[Collected data entries]
· · · · ·
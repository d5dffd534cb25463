//! The main render pass.
//!
//! One color attachment (the swapchain image) and one depth attachment, a
//! single graphics subpass, and an external → subpass dependency that holds
//! color writes until the presentation engine has finished reading the
//! previous contents of the image.
//!
//! # Lifecycle
//!
//! The render pass belongs to a swapchain generation. When a rebuilt
//! swapchain reports a different color format (or the depth format changes)
//! the pass is rebuilt in place with [`RenderPass::recreate`] before any
//! framebuffer is created against it. A rebuild that keeps both formats
//! only updates the render area.
//!
//! # Example
//!
//! ```no_run
//! use std::sync::Arc;
//! use ember_rhi::device::Device;
//! use ember_rhi::render_pass::{RenderPass, RenderPassClear, RenderPassFormats};
//! use ember_rhi::vk;
//!
//! # fn example(device: Arc<Device>) -> Result<(), ember_rhi::RhiError> {
//! let formats = RenderPassFormats {
//!     color: vk::Format::B8G8R8A8_UNORM,
//!     depth: device.depth_format(),
//! };
//! let render_area = vk::Rect2D {
//!     offset: vk::Offset2D { x: 0, y: 0 },
//!     extent: vk::Extent2D { width: 800, height: 600 },
//! };
//! let render_pass = RenderPass::new(device, formats, render_area, RenderPassClear::default())?;
//! # Ok(())
//! # }
//! ```

use std::sync::Arc;

use ash::vk;
use tracing::{debug, info};

use crate::command::CommandBuffer;
use crate::device::Device;
use crate::error::RhiResult;
use crate::framebuffer::Framebuffer;

/// Clear values applied every time the pass begins.
#[derive(Debug, Clone, Copy, PartialEq)]
pub struct RenderPassClear {
    /// RGBA clear color of the color attachment.
    pub color: [f32; 4],
    /// Depth clear value, `1.0` for the far plane.
    pub depth: f32,
    /// Stencil clear value.
    pub stencil: u32,
}

impl Default for RenderPassClear {
    fn default() -> Self {
        Self {
            color: [0.0, 0.0, 0.2, 1.0],
            depth: 1.0,
            stencil: 0,
        }
    }
}

/// Attachment formats a render pass was built for.
#[derive(Debug, Clone, Copy, PartialEq, Eq)]
pub struct RenderPassFormats {
    /// Format of the color attachment; the swapchain image format.
    pub color: vk::Format,
    /// Format of the depth attachment; the device's detected depth format.
    pub depth: vk::Format,
}

impl RenderPassFormats {
    /// Returns `true` when a pass built for `self` cannot be used with
    /// attachments of `wanted` formats and must be rebuilt.
    #[inline]
    pub fn needs_rebuild(&self, wanted: RenderPassFormats) -> bool {
        *self != wanted
    }
}

/// Vulkan render pass wrapper.
///
/// Carries the render area and clear values used by [`RenderPass::begin`],
/// so recording a frame only needs a command buffer and a framebuffer.
pub struct RenderPass {
    /// Reference to the logical device.
    device: Arc<Device>,
    /// Vulkan render pass handle.
    render_pass: vk::RenderPass,
    /// Attachment formats the handle was created with.
    formats: RenderPassFormats,
    /// Region cleared and rendered every frame; follows the swapchain extent.
    render_area: vk::Rect2D,
    /// Clear values in use.
    clear: RenderPassClear,
}

impl RenderPass {
    /// Creates the main render pass.
    ///
    /// # Arguments
    ///
    /// * `device` - The logical device
    /// * `formats` - Color and depth attachment formats
    /// * `render_area` - Initial render area, normally the full swapchain extent
    /// * `clear` - Clear values used when the pass begins
    ///
    /// # Errors
    ///
    /// Returns an error if render pass creation fails.
    pub fn new(
        device: Arc<Device>,
        formats: RenderPassFormats,
        render_area: vk::Rect2D,
        clear: RenderPassClear,
    ) -> RhiResult<Self> {
        let render_pass = create_render_pass(&device, formats)?;

        info!(
            "Render pass created (color {:?}, depth {:?})",
            formats.color, formats.depth
        );

        Ok(Self {
            device,
            render_pass,
            formats,
            render_area,
            clear,
        })
    }

    /// Rebuilds the handle for new attachment formats.
    ///
    /// The render area and clear values are kept. Every framebuffer created
    /// against the old handle must already be destroyed and the device must
    /// be idle.
    ///
    /// # Errors
    ///
    /// Returns an error if render pass creation fails. The old handle is
    /// left untouched in that case.
    pub fn recreate(&mut self, formats: RenderPassFormats) -> RhiResult<()> {
        let render_pass = create_render_pass(&self.device, formats)?;

        unsafe {
            self.device
                .handle()
                .destroy_render_pass(self.render_pass, None);
        }

        info!(
            "Render pass rebuilt: color {:?} -> {:?}, depth {:?} -> {:?}",
            self.formats.color, formats.color, self.formats.depth, formats.depth
        );

        self.render_pass = render_pass;
        self.formats = formats;
        Ok(())
    }

    /// Returns the Vulkan render pass handle.
    #[inline]
    pub fn handle(&self) -> vk::RenderPass {
        self.render_pass
    }

    /// Returns the attachment formats of the current handle.
    #[inline]
    pub fn formats(&self) -> RenderPassFormats {
        self.formats
    }

    #[inline]
    pub fn render_area(&self) -> vk::Rect2D {
        self.render_area
    }

    /// Tracks the swapchain extent after a rebuild.
    pub fn set_render_area(&mut self, render_area: vk::Rect2D) {
        if self.render_area != render_area {
            debug!(
                "Render area now {}x{} at ({}, {})",
                render_area.extent.width,
                render_area.extent.height,
                render_area.offset.x,
                render_area.offset.y
            );
            self.render_area = render_area;
        }
    }

    #[inline]
    pub fn clear(&self) -> RenderPassClear {
        self.clear
    }

    pub fn set_clear_color(&mut self, color: [f32; 4]) {
        self.clear.color = color;
    }

    /// Clear values in attachment order: color, then depth/stencil.
    pub fn clear_values(&self) -> [vk::ClearValue; 2] {
        [
            vk::ClearValue {
                color: vk::ClearColorValue {
                    float32: self.clear.color,
                },
            },
            vk::ClearValue {
                depth_stencil: vk::ClearDepthStencilValue {
                    depth: self.clear.depth,
                    stencil: self.clear.stencil,
                },
            },
        ]
    }

    /// Begins the pass on `command_buffer` with inline subpass contents.
    ///
    /// # Arguments
    ///
    /// * `command_buffer` - A buffer in the `Recording` state
    /// * `framebuffer` - The framebuffer of the acquired swapchain image
    ///
    /// # Errors
    ///
    /// Returns [`RhiError::InvalidCommandBufferState`](crate::RhiError::InvalidCommandBufferState)
    /// if the buffer is not recording or is already inside a render pass.
    pub fn begin(
        &self,
        command_buffer: &mut CommandBuffer,
        framebuffer: &Framebuffer,
    ) -> RhiResult<()> {
        let clear_values = self.clear_values();
        let begin_info = vk::RenderPassBeginInfo::default()
            .render_pass(self.render_pass)
            .framebuffer(framebuffer.handle())
            .render_area(self.render_area)
            .clear_values(&clear_values);

        command_buffer.begin_render_pass(&begin_info)
    }

    /// Ends the pass on `command_buffer`.
    ///
    /// # Errors
    ///
    /// Returns [`RhiError::InvalidCommandBufferState`](crate::RhiError::InvalidCommandBufferState)
    /// if the buffer is not inside a render pass.
    pub fn end(&self, command_buffer: &mut CommandBuffer) -> RhiResult<()> {
        command_buffer.end_render_pass()
    }
}

impl Drop for RenderPass {
    fn drop(&mut self) {
        unsafe {
            self.device
                .handle()
                .destroy_render_pass(self.render_pass, None);
        }
        info!("Render pass destroyed");
    }
}

fn create_render_pass(device: &Device, formats: RenderPassFormats) -> RhiResult<vk::RenderPass> {
    let attachments = attachment_descriptions(formats.color, formats.depth);

    let color_refs = [vk::AttachmentReference {
        attachment: 0,
        layout: vk::ImageLayout::COLOR_ATTACHMENT_OPTIMAL,
    }];
    let depth_ref = vk::AttachmentReference {
        attachment: 1,
        layout: vk::ImageLayout::DEPTH_STENCIL_ATTACHMENT_OPTIMAL,
    };

    let subpasses = [vk::SubpassDescription::default()
        .pipeline_bind_point(vk::PipelineBindPoint::GRAPHICS)
        .color_attachments(&color_refs)
        .depth_stencil_attachment(&depth_ref)];

    let dependencies = [external_dependency()];

    let create_info = vk::RenderPassCreateInfo::default()
        .attachments(&attachments)
        .subpasses(&subpasses)
        .dependencies(&dependencies);

    let render_pass = unsafe { device.handle().create_render_pass(&create_info, None)? };
    Ok(render_pass)
}

/// Color attachment at index 0, depth at index 1.
pub fn attachment_descriptions(
    color_format: vk::Format,
    depth_format: vk::Format,
) -> [vk::AttachmentDescription; 2] {
    let color = vk::AttachmentDescription::default()
        .format(color_format)
        .samples(vk::SampleCountFlags::TYPE_1)
        .load_op(vk::AttachmentLoadOp::CLEAR)
        .store_op(vk::AttachmentStoreOp::STORE)
        .stencil_load_op(vk::AttachmentLoadOp::DONT_CARE)
        .stencil_store_op(vk::AttachmentStoreOp::DONT_CARE)
        .initial_layout(vk::ImageLayout::UNDEFINED)
        .final_layout(vk::ImageLayout::PRESENT_SRC_KHR);

    let depth = vk::AttachmentDescription::default()
        .format(depth_format)
        .samples(vk::SampleCountFlags::TYPE_1)
        .load_op(vk::AttachmentLoadOp::CLEAR)
        .store_op(vk::AttachmentStoreOp::DONT_CARE)
        .stencil_load_op(vk::AttachmentLoadOp::DONT_CARE)
        .stencil_store_op(vk::AttachmentStoreOp::DONT_CARE)
        .initial_layout(vk::ImageLayout::UNDEFINED)
        .final_layout(vk::ImageLayout::DEPTH_STENCIL_ATTACHMENT_OPTIMAL);

    [color, depth]
}

/// Stalls the subpass's color writes until the previous frame's color
/// output stage has finished with the image.
pub fn external_dependency() -> vk::SubpassDependency {
    vk::SubpassDependency::default()
        .src_subpass(vk::SUBPASS_EXTERNAL)
        .dst_subpass(0)
        .src_stage_mask(vk::PipelineStageFlags::COLOR_ATTACHMENT_OUTPUT)
        .src_access_mask(vk::AccessFlags::empty())
        .dst_stage_mask(vk::PipelineStageFlags::COLOR_ATTACHMENT_OUTPUT)
        .dst_access_mask(
            vk::AccessFlags::COLOR_ATTACHMENT_READ | vk::AccessFlags::COLOR_ATTACHMENT_WRITE,
        )
}
//! Vulkan abstraction layer (Render Hardware Interface).
//!
//! This crate wraps the Vulkan objects a frame needs using `ash`:
//! - Instance, surface and device creation
//! - Physical device and queue-family selection
//! - Swapchain management and rebuilds
//! - Render pass and framebuffers
//! - Command buffer recording with state tracking
//! - Synchronization primitives

mod error;

pub mod command;
pub mod device;
pub mod framebuffer;
pub mod image;
pub mod instance;
pub mod physical_device;
pub mod render_pass;
pub mod surface;
pub mod swapchain;
pub mod sync;

pub use error::{RhiError, RhiResult};

// Re-export ash types that users might need
pub use ash::vk;
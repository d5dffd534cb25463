//! Logging initialization.

use tracing_subscriber::{EnvFilter, fmt, prelude::*};

use crate::config::LoggingConfig;

/// Installs the global tracing subscriber.
///
/// `RUST_LOG` takes precedence; otherwise the directive string from
/// [`LoggingConfig::filter`] is used. Calling this twice is a no-op for the
/// second call (the subscriber can only be installed once per process).
///
/// # Example
/// ```
/// ember_core::init_logging(&ember_core::LoggingConfig::default());
/// tracing::info!("renderer starting");
/// ```
pub fn init_logging(config: &LoggingConfig) {
    let filter = EnvFilter::try_from_default_env()
        .unwrap_or_else(|_| EnvFilter::new(config.filter.as_str()));

    let result = tracing_subscriber::registry()
        .with(filter)
        .with(
            fmt::layer()
                .with_target(true)
                .with_thread_ids(config.thread_ids),
        )
        .try_init();

    if result.is_err() {
        tracing::debug!("Tracing subscriber already installed");
    }
}
//! Frame-in-flight bookkeeping.
//!
//! [`FrameTracker`] cycles frame slots and tracks swapchain image ownership.
//! [`ResizeTracker`] decides, at the start of every frame, whether to
//! render, skip because the window is minimized, or rebuild the swapchain
//! for a new framebuffer size.

/// Tracks which frame slot is being recorded and which slot last used each
/// swapchain image.
///
/// `images_in_flight[i]` holds the frame slot whose submission last
/// rendered to swapchain image `i`. When an image is acquired again while
/// that slot's fence has not been waited on, the caller must wait on it
/// before reusing the image. This happens whenever the swapchain has a
/// different number of images than there are frame slots.
#[derive(Debug, Clone)]
pub struct FrameTracker {
    /// Current frame slot (0 to max_frames_in_flight - 1)
    current_frame: usize,
    max_frames_in_flight: usize,
    images_in_flight: Vec<Option<usize>>,
    /// Swapchain image acquired for the current frame
    image_index: u32,
}

impl FrameTracker {
    pub fn new(max_frames_in_flight: usize, image_count: usize) -> Self {
        Self {
            current_frame: 0,
            max_frames_in_flight: max_frames_in_flight.max(1),
            images_in_flight: vec![None; image_count],
            image_index: 0,
        }
    }

    #[inline]
    pub fn current_frame(&self) -> usize {
        self.current_frame
    }

    #[inline]
    pub fn max_frames_in_flight(&self) -> usize {
        self.max_frames_in_flight
    }

    #[inline]
    pub fn image_index(&self) -> u32 {
        self.image_index
    }

    /// Records `image_index` as owned by the current frame slot.
    ///
    /// Returns the slot that previously rendered to this image if it is a
    /// different slot; its fence must be waited on before recording.
    pub fn claim_image(&mut self, image_index: u32) -> Option<usize> {
        let index = image_index as usize;
        if index >= self.images_in_flight.len() {
            self.images_in_flight.resize(index + 1, None);
        }

        self.image_index = image_index;

        let previous = self.images_in_flight[index].replace(self.current_frame);
        previous.filter(|&slot| slot != self.current_frame)
    }

    /// Moves to the next frame slot.
    pub fn advance(&mut self) {
        self.current_frame = (self.current_frame + 1) % self.max_frames_in_flight;
    }

    /// Forgets image ownership after a swapchain rebuild. The current slot
    /// is kept.
    pub fn reset_images(&mut self, image_count: usize) {
        self.images_in_flight.clear();
        self.images_in_flight.resize(image_count, None);
    }

    pub fn images_in_flight(&self) -> &[Option<usize>] {
        &self.images_in_flight
    }
}

/// What the frame driver should do at the start of a frame.
#[derive(Debug, Clone, Copy, PartialEq, Eq)]
pub enum FrameAction {
    /// Acquire an image and record the frame.
    Render,
    /// The framebuffer is 0x0; skip without touching the swapchain.
    SkipMinimized,
    /// The framebuffer size changed since the last rebuild; rebuild the
    /// swapchain and skip the frame.
    Rebuild,
}

/// Framebuffer size and its generation counters.
///
/// Every resize bumps `size_generation`. Every swapchain rebuild, whether
/// started by a resize or by an out-of-date acquire or present, records the
/// current generation as `last_generation`. A resize is pending while the
/// two differ, so each resize produces at most one rebuild.
#[derive(Debug, Clone, PartialEq, Eq)]
pub struct ResizeTracker {
    width: u32,
    height: u32,
    size_generation: u64,
    last_generation: u64,
}

impl ResizeTracker {
    pub fn new(width: u32, height: u32) -> Self {
        Self {
            width,
            height,
            size_generation: 0,
            last_generation: 0,
        }
    }

    /// Records a new framebuffer size and bumps the size generation.
    pub fn resized(&mut self, width: u32, height: u32) {
        self.width = width;
        self.height = height;
        self.size_generation += 1;
    }

    #[inline]
    pub fn width(&self) -> u32 {
        self.width
    }

    #[inline]
    pub fn height(&self) -> u32 {
        self.height
    }

    #[inline]
    pub fn size_generation(&self) -> u64 {
        self.size_generation
    }

    #[inline]
    pub fn last_generation(&self) -> u64 {
        self.last_generation
    }

    #[inline]
    pub fn is_minimized(&self) -> bool {
        self.width == 0 || self.height == 0
    }

    #[inline]
    pub fn has_pending_resize(&self) -> bool {
        self.size_generation != self.last_generation
    }

    /// Decides what the next frame does. A minimized framebuffer wins over
    /// a pending resize; the rebuild waits until the size is non-zero.
    pub fn next_action(&self) -> FrameAction {
        if self.is_minimized() {
            FrameAction::SkipMinimized
        } else if self.has_pending_resize() {
            FrameAction::Rebuild
        } else {
            FrameAction::Render
        }
    }

    /// Marks the current size as built. Call after every successful
    /// swapchain rebuild.
    pub fn mark_rebuilt(&mut self) {
        self.last_generation = self.size_generation;
    }
}
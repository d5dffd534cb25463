//! Rendering frontend and backends.
//!
//! This crate drives frames:
//! - The [`Renderer`] frontend and its [`RendererBackend`] contract
//! - Frame-in-flight bookkeeping
//! - The Vulkan backend and its render context

pub mod backend;
pub mod frame;
pub mod frontend;
pub mod vulkan;

pub use backend::{RendererBackend, RendererBackendKind, create_backend};
pub use frame::{FrameAction, FrameTracker, ResizeTracker};
pub use frontend::{RenderPacket, Renderer};
pub use vulkan::{RenderContext, VulkanBackend};

pub use ember_rhi::swapchain::MAX_FRAMES_IN_FLIGHT;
· · · · ·
Restate verbatim the first line above and all lines after it through the line containing "pub struct RenderPassFormats"; omit the rest.

repository d5dffd534cb25463
//! The main render pass.
//!
//! One color attachment (the swapchain image) and one depth attachment, a
//! single graphics subpass, and an external → subpass dependency that holds
//! color writes until the presentation engine has finished reading the
//! previous contents of the image.
//!
//! # Lifecycle
//!
//! The render pass belongs to a swapchain generation. When a rebuilt
//! swapchain reports a different color format (or the depth format changes)
//! the pass is rebuilt in place with [`RenderPass::recreate`] before any
//! framebuffer is created against it. A rebuild that keeps both formats
//! only updates the render area.
//!
//! # Example
//!
//! ```no_run
//! use std::sync::Arc;
//! use ember_rhi::device::Device;
//! use ember_rhi::render_pass::{RenderPass, RenderPassClear, RenderPassFormats};
//! use ember_rhi::vk;
//!
//! # fn example(device: Arc<Device>) -> Result<(), ember_rhi::RhiError> {
//! let formats = RenderPassFormats {
//!     color: vk::Format::B8G8R8A8_UNORM,
//!     depth: device.depth_format(),
//! };
//! let render_area = vk::Rect2D {
//!     offset: vk::Offset2D { x: 0, y: 0 },
//!     extent: vk::Extent2D { width: 800, height: 600 },
//! };
//! let render_pass = RenderPass::new(device, formats, render_area, RenderPassClear::default())?;
//! # Ok(())
//! # }
//! ```

use std::sync::Arc;

use ash::vk;
use tracing::{debug, info};

use crate::command::CommandBuffer;
use crate::device::Device;
use crate::error::RhiResult;
use crate::framebuffer::Framebuffer;

/// Clear values applied every time the pass begins.
#[derive(Debug, Clone, Copy, PartialEq)]
pub struct RenderPassClear {
    /// RGBA clear color of the color attachment.
    pub color: [f32; 4],
    /// Depth clear value, `1.0` for the far plane.
    pub depth: f32,
    /// Stencil clear value.
    pub stencil: u32,
}

impl Default for RenderPassClear {
    fn default() -> Self {
        Self {
            color: [0.0, 0.0, 0.2, 1.0],
            depth: 1.0,
            stencil: 0,
        }
    }
}

/// Attachment formats a render pass was built for.
#[derive(Debug, Clone, Copy, PartialEq, Eq)]
pub struct RenderPassFormats {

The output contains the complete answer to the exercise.